In this paper, we prepared Na–K co-doped Cu2ZnSn(S,Se)4 (CZTSSe) films by solution method. By optimizing the distribution of the K-doping (uniform or localized K-doping) in the precursor films, the efficiencies of CZTSSe solar cells were improved. The effect of the K-doping distribution on the properties of CZTSSe films and solar cells were investigated. Compared to the solar cells without K-doping, the uniform K-doping in the precursor film increased the solar cell efficiency from 10.4% to 11.7%. In comparison, the localized K-doping in the bottom and in the top of the precursor films yielded solar cells with efficiencies of 12.4% and 10.1%, respectively.
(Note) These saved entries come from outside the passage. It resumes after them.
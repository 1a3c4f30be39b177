//! brainlink CLI entrypoint

use anyhow::Result;
use clap::Parser;
use tracing_subscriber::{layer::SubscriberExt, util::SubscriberInitExt, EnvFilter};

use brainlink::cli::Cli;

#[tokio::main]
async fn main() -> Result<()> {
    // Initialize tracing (stderr, so list output stays pipeable)
    tracing_subscriber::registry()
        .with(EnvFilter::try_from_default_env().unwrap_or_else(|_| EnvFilter::new("info")))
        .with(
            tracing_subscriber::fmt::layer()
                .with_target(false)
                .with_writer(std::io::stderr),
        )
        .init();

    // Parse and execute CLI
    let cli = Cli::parse();
    cli.execute().await
}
It was determined that the K-doping distribution primarily had an influence on carrier recombination in the depletion regions of CZTSSe solar cells. Whereas k-doping at the top of the precursor film greatly enhances the carrier recombination in the depletion region, the bottom doping has the opposite effect. The reason could be that the variation of the K-doping distribution modified the crystallization of the CZTSSe films. As the result, the defect properties of the CZTSSe films were altered. Moreover, the effect of the bottom K-doping on the back contact properties of CZTSSe solar cells was investigated by impedance spectroscopy. Though the K-doping can reduce the back contact barrier of the solar cell, the back contact barrier still achieved the height of 228 meV. The results indicated that the back contact barrier would be an important limiting factor for the efficiency of CZTSSe solar cell.